Pese a ser razonablemente intuitivo e inteligente, mi perpetuo estado de “marcha” y agitación me robaban gran parte de la concentración necesaria para asimilar las materias escolares. Los tropiezos colegiales culminaron a los catorce años, en un curso en el que reprobé cinco de las ocho asignaturas que lo componían. Mis padres comenzaron a pensar que, con vistas al futuro, lo mejor para mí sería aprender algún oficio que no requiriera el bachillerato. Como última oportunidad, decidieron matricularme en un bachillerato conocido por aceptar a muchachos “cateados” de otros centros. Este nuevo reto, sin embargo, abrió un esperanzador capítulo en mi vida. Alguien muy especial me esperaba allí: doña Lolina, ni más ni menos que la temida directora del colegio. Rondando los cincuenta años, con pelo corto y despeinado y mirada expresiva y penetrante, doña Lolina era una mujer seria, fuerte, perceptiva y, sobre todo, experta en adolescentes problemáticos. El caso es que la primera orden que me dio fue que en el aula me sentara en la primera fila —hasta entonces mi sitio, preferido por mí y por mis maestros, siempre había sido la última. Poco a poco, con la confianza y motivación estimuladas por el nuevo y receptivo ambiente escolar, a los quince años comencé a practicar lo que en psicología se conoce como funciones ejecutivas . Por ejemplo, aplicar el freno a la impulsividad, considerar las consecuencias de mis actos, controlar en lo posible mi comportamiento y fijarme algunos objetivos.
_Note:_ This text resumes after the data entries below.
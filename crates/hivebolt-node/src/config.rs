use serde::{Deserialize, Serialize};
use std::path::Path;
use std::str::FromStr;

use hivebolt_consensus::ValidatorInfo;
use hivebolt_core::config::ChainConfig;
use hivebolt_core::error::ChainError;
use hivebolt_core::types::{Address, Capability};
use hivebolt_vm::HardwareBridge;

fn default_listen_addr() -> String {
    "0.0.0.0:7440".into()
}
fn default_block_interval_ms() -> u64 {
    10_000
}

/// A device entry from the node's hardware roster.
#[derive(Clone, Debug, Serialize, Deserialize)]
pub struct DeviceConfig {
    pub device_id: u64,
    pub kind: DeviceKindConfig,
}

#[derive(Clone, Copy, Debug, Serialize, Deserialize, PartialEq, Eq)]
#[serde(rename_all = "snake_case")]
pub enum DeviceKindConfig {
    Sensor,
    Actuator,
}

/// A provisioning-time capability grant: which contract account may touch
/// which device. Must be identical across replicas.
#[derive(Clone, Debug, Serialize, Deserialize)]
pub struct CapabilityConfig {
    pub address: String,
    pub capability: CapabilityKindConfig,
    pub device_id: u64,
}

#[derive(Clone, Copy, Debug, Serialize, Deserialize, PartialEq, Eq)]
#[serde(rename_all = "snake_case")]
pub enum CapabilityKindConfig {
    ReadSensor,
    WriteActuator,
}

/// Full node configuration, loaded from a JSON file.
#[derive(Clone, Debug, Serialize, Deserialize)]
pub struct NodeConfig {
    /// Consensus parameters; must match across the network.
    #[serde(default)]
    pub chain: ChainConfig,

    /// Hex-encoded 32-byte storage encryption key.
    pub storage_key: String,

    /// Hex-encoded secp256k1 secret key: P2P identity and, when this node
    /// is listed in the validator roster, its block-signing key.
    pub node_secret_key: String,

    #[serde(default = "default_listen_addr")]
    pub listen_addr: String,

    #[serde(default)]
    pub peers: Vec<String>,

    /// PoA roster; identical on every node.
    #[serde(default)]
    pub validators: Vec<ValidatorInfo>,

    /// This node's validator id, when it should author blocks.
    #[serde(default)]
    pub validator_id: Option<String>,

    /// Address credited with block rewards when authoring; defaults to the
    /// node key's own address.
    #[serde(default)]
    pub miner_address: Option<String>,

    #[serde(default)]
    pub devices: Vec<DeviceConfig>,

    #[serde(default)]
    pub capabilities: Vec<CapabilityConfig>,

    /// Block production cadence when authoring.
    #[serde(default = "default_block_interval_ms")]
    pub block_interval_ms: u64,
}

impl NodeConfig {
    pub fn load<P: AsRef<Path>>(path: P) -> anyhow::Result<Self> {
        let json = std::fs::read_to_string(path.as_ref())?;
        Ok(serde_json::from_str(&json)?)
    }

    /// Decode the storage key; its size is validated by the storage layer.
    pub fn storage_key_bytes(&self) -> Result<Vec<u8>, ChainError> {
        hex::decode(self.storage_key.trim())
            .map_err(|e| ChainError::Corrupt(format!("storage_key hex: {e}")))
    }

    /// Build the hardware bridge from the device roster.
    pub fn hardware(&self) -> HardwareBridge {
        let mut bridge = HardwareBridge::new();
        for device in &self.devices {
            match device.kind {
                DeviceKindConfig::Sensor => bridge.register_sensor(device.device_id, 0),
                DeviceKindConfig::Actuator => bridge.register_actuator(device.device_id),
            }
        }
        bridge
    }

    /// Resolve the configured capability grants.
    pub fn capability_grants(&self) -> Result<Vec<(Address, Capability)>, ChainError> {
        self.capabilities
            .iter()
            .map(|grant| {
                let address = Address::from_str(&grant.address)?;
                let capability = match grant.capability {
                    CapabilityKindConfig::ReadSensor => Capability::ReadSensor(grant.device_id),
                    CapabilityKindConfig::WriteActuator => {
                        Capability::WriteActuator(grant.device_id)
                    }
                };
                Ok((address, capability))
            })
            .collect()
    }
}

#[cfg(test)]
mod tests {
    use super::*;

    #[test]
    fn minimal_config_parses() {
        let json = r#"{
            "storage_key": "0101010101010101010101010101010101010101010101010101010101010101",
            "node_secret_key": "02"
        }"#;
        let cfg: NodeConfig = serde_json::from_str(json).unwrap();
        assert_eq!(cfg.listen_addr, "0.0.0.0:7440");
        assert_eq!(cfg.chain.network_id, 1);
        assert!(cfg.validator_id.is_none());
        assert_eq!(cfg.storage_key_bytes().unwrap().len(), 32);
    }

    #[test]
    fn devices_and_capabilities_parse() {
        let json = r#"{
            "storage_key": "00",
            "node_secret_key": "00",
            "devices": [
                {"device_id": 100, "kind": "actuator"},
                {"device_id": 200, "kind": "sensor"}
            ],
            "capabilities": [
                {"address": "hb0000000000000000000000000000000000000000",
                 "capability": "write_actuator", "device_id": 100}
            ]
        }"#;
        let cfg: NodeConfig = serde_json::from_str(json).unwrap();
        let hw = cfg.hardware();
        assert!(hw.actuator_state(100).is_ok());
        assert!(hw.read_sensor(200).is_ok());

        let grants = cfg.capability_grants().unwrap();
        assert_eq!(grants.len(), 1);
        assert_eq!(grants[0].1, Capability::WriteActuator(100));
    }
}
Al mismo tiempo acepté que, a la hora de estudiar ciertas asignaturas, tenía que ajustarme a mi propio ritmo de aprendizaje. Yo necesitaba hora y pico para retener una fórmula química o una lección de historia que mis compañeros de clase asimilaban en media hora. Aprendí que cuando hay obstáculos en el camino, la distancia más corta entre dos puntos puede ser la línea curva.
Paulatinamente noté que el termómetro para medir mi autoestima marcaba más grados cuando veía que mis esfuerzos me llevaban a alcanzar alguna meta que me había fijado, aunque fuera muy modesta. Este cambio progresivo y positivo se fue incorporando a las opiniones que los demás tenían de mí. Puedo decir que a los diecisiete años empecé a reconducir poco a poco mi vida por un camino más seguro y despejado.